Both the immunity and the susceptibility to disease have genetic causes. Some people are victims of diseases over which they have no control. Others are victims of diseases caused by their ignorance, carelessness, or lack of discipline. In the first case, moral responsibility for disease passes through the individual to the originating environmental or genetic causes. Human society at large may accept the moral obligation to furnish needed aid and try to discover the best means for limiting and controlling such diseases. In the second case, however, the moral situation is not clear. Here Hardin's assessment is apropos. If the individual is the primary cause, then moral responsibility cannot fall on those who have no control over the behavior which caused the disease. In effect the moral responsibility of society at large is limited. It cannot reward and cannot subsidize irresponsible disease-causing behavior. Rather the primary moral responsibility must fall on the individuals who were the initiating causes of the diseases which afflict them.

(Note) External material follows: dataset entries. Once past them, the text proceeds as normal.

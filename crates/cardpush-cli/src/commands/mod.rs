//! CLI command implementations

pub mod import;
//! Error types shared across cardpush crates

use thiserror::Error;

/// Result type alias for common operations
pub type Result<T> = std::result::Result<T, CommonError>;

/// Errors raised by the common utilities
#[derive(Error, Debug)]
pub enum CommonError {
    #[error("Unknown digest algorithm: {0}")]
    UnknownAlgorithm(String),
}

In a finite world, society can only have the moral obligation to give medical care to individuals who take responsible care of their own health. It cannot afford to take care of those who abuse their bodies and their health. Those who abuse their health must either suffer the consequences or pay the high insurance premiums needed to cover the costs of their extra care. The right of individuals to medical care must be causally dependent on their responsibility for controlling the originating causes of their medical need.